Your objective =
Some lines of the records below include the word "Deserialize". Report how many, and write nothing besides the number.

╭─ Supplied records

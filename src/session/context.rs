//! Per-session state
//!
//! A session starts at sign-in and ends at logout. Its retrieval strategy is
//! chosen once at creation and never changes; the tool registry and agent
//! are built around the retriever for that strategy.
//!
//! Everything except the active conversation is immutable. Turns are
//! serialized by `turn_lock`, which readers never take.

use std::sync::Arc;

use chrono::{DateTime, Utc};
use serde::{Deserialize, Serialize};
use tokio::sync::{Mutex, MutexGuard, RwLock};
use uuid::Uuid;

use crate::agent::ReasoningAgent;
use crate::models::UserProfile;
use crate::retrieval::RetrievalStrategy;

pub struct SessionContext {
    session_id: Uuid,
    user: UserProfile,
    strategy: RetrievalStrategy,
    created_at: DateTime<Utc>,
    active_conversation: RwLock<Option<Uuid>>,
    turn_lock: Mutex<()>,
    agent: Arc<ReasoningAgent>,
}

/// Public view of a session
#[derive(Debug, Clone, Serialize, Deserialize, PartialEq)]
pub struct SessionInfo {
    pub session_id: Uuid,
    pub user_id: String,
    pub user_name: String,
    pub strategy: RetrievalStrategy,
    pub strategy_label: String,
    pub active_conversation: Option<Uuid>,
    pub created_at: DateTime<Utc>,
}

impl SessionContext {
    pub fn new(user: UserProfile, strategy: RetrievalStrategy, agent: ReasoningAgent) -> Self {
        Self {
            session_id: Uuid::new_v4(),
            user,
            strategy,
            created_at: Utc::now(),
            active_conversation: RwLock::new(None),
            turn_lock: Mutex::new(()),
            agent: Arc::new(agent),
        }
    }

    pub fn user(&self) -> &UserProfile {
        &self.user
    }

    pub fn agent(&self) -> Arc<ReasoningAgent> {
        self.agent.clone()
    }

    pub async fn active_conversation(&self) -> Option<Uuid> {
        *self.active_conversation.read().await
    }

    pub async fn set_active_conversation(&self, conversation_id: Uuid) {
        *self.active_conversation.write().await = Some(conversation_id);
    }

    /// Held for the length of one user turn.
    pub async fn begin_turn(&self) -> MutexGuard<'_, ()> {
        self.turn_lock.lock().await
    }

    pub async fn info(&self) -> SessionInfo {
        SessionInfo {
            session_id: self.session_id,
            user_id: self.user.user_id.clone(),
            user_name: self.user.name.clone(),
            strategy: self.strategy,
            strategy_label: self.strategy.label().to_string(),
            active_conversation: self.active_conversation().await,
            created_at: self.created_at,
        }
    }
}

╰─

Response to the task =
2